What you will do
Select all lines holding the word "CourseSignUp" from the entries that follow.

### Material provided ###

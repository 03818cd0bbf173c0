//! Course sign-up use case.
//!
//! Enrolls a student in a course after checking that both exist and that
//! the pair has no ledger history.

use std::sync::Arc;

use coursemgmt_domain::{CourseId, EnrollmentStatus, StudentId};

use crate::entities::{Course, Enrollment, Student};

use super::error::EnrollmentError;
use super::types::SignUpResult;

/// Course sign-up use case.
///
/// Orchestrates: student lookup, course lookup, duplicate check, creation.
pub struct CourseSignUp {
    student: Arc<Student>,
    course: Arc<Course>,
    enrollment: Arc<Enrollment>,
}

impl CourseSignUp {
    pub fn new(student: Arc<Student>, course: Arc<Course>, enrollment: Arc<Enrollment>) -> Self {
        Self {
            student,
            course,
            enrollment,
        }
    }

    /// Execute the sign-up use case.
    ///
    /// # Returns
    /// * `Ok(SignUpResult)` - Active enrollment created
    /// * `Err(EnrollmentError)` - Rejected or failed; nothing was written
    pub async fn execute(
        &self,
        student_id: StudentId,
        course_id: CourseId,
    ) -> Result<SignUpResult, EnrollmentError> {
        let student = self
            .student
            .get(student_id)
            .await
            .map_err(|e| {
                tracing::warn!(error = %e, student_id = %student_id, "Failed to load student");
                EnrollmentError::infrastructure("failed to retrieve student data", e)
            })?
            .ok_or_else(|| {
                tracing::debug!(student_id = %student_id, "Sign-up rejected: unknown student");
                EnrollmentError::StudentNotFound
            })?;

        let course = self
            .course
            .get(course_id)
            .await
            .map_err(|e| {
                tracing::warn!(error = %e, course_id = %course_id, "Failed to load course");
                EnrollmentError::infrastructure("failed to retrieve course data", e)
            })?
            .ok_or_else(|| {
                tracing::debug!(course_id = %course_id, "Sign-up rejected: unknown course");
                EnrollmentError::CourseNotFound
            })?;

        // Any prior row blocks sign-up, including a cancelled one
        let existing = self
            .enrollment
            .list_by_student_and_course(student_id, course_id)
            .await
            .map_err(|e| {
                tracing::warn!(error = %e, student_id = %student_id, course_id = %course_id, "Failed to check enrollment history");
                EnrollmentError::infrastructure("failed to retrieve course data", e)
            })?;
        if !existing.is_empty() {
            tracing::debug!(student_id = %student_id, course_id = %course_id, "Sign-up rejected: enrolled before");
            return Err(EnrollmentError::AlreadyEnrolled);
        }

        let created = self
            .enrollment
            .create(student_id, course_id, EnrollmentStatus::Active)
            .await
            .map_err(|e| {
                if e.is_already_exists() {
                    // Lost a race with a concurrent sign-up for the same pair
                    tracing::debug!(student_id = %student_id, course_id = %course_id, "Sign-up rejected by store uniqueness");
                    EnrollmentError::AlreadyEnrolled
                } else {
                    tracing::warn!(error = %e, student_id = %student_id, course_id = %course_id, "Failed to create enrollment");
                    EnrollmentError::infrastructure("failed to sign up course", e)
                }
            })?;

        tracing::info!(
            enrollment_id = %created.id,
            student_id = %student_id,
            course_id = %course_id,
            "Student signed up for course"
        );

        Ok(SignUpResult {
            enrollment_id: created.id,
            student_id: created.student_id,
            student_email: student.email,
            course_id: created.course_id,
            course_name: course.name,
            status: created.status,
            create_time: created.create_time,
            update_time: created.update_time,
        })
    }
}
use std::time::Duration;

use reqwest::header::{HeaderMap, HeaderValue, ACCEPT_ENCODING};
use reqwest::Client;

const APP_USER_AGENT: &str = "InterfaceOficial/0.1.0";

/// Shared client for registry lookups, version listings and downloads.
///
/// Only the connect phase is bounded here; metadata requests apply
/// their own per-request timeout so long downloads are not cut off.
pub fn build_http_client(connect_timeout: Duration) -> Result<Client, reqwest::Error> {
    let mut default_headers = HeaderMap::new();
    default_headers.insert(ACCEPT_ENCODING, HeaderValue::from_static("identity"));

    Client::builder()
        .user_agent(APP_USER_AGENT)
        .default_headers(default_headers)
        .connect_timeout(connect_timeout)
        .build()
}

###

Answer box
pub struct CourseSignUp {
impl CourseSignUp {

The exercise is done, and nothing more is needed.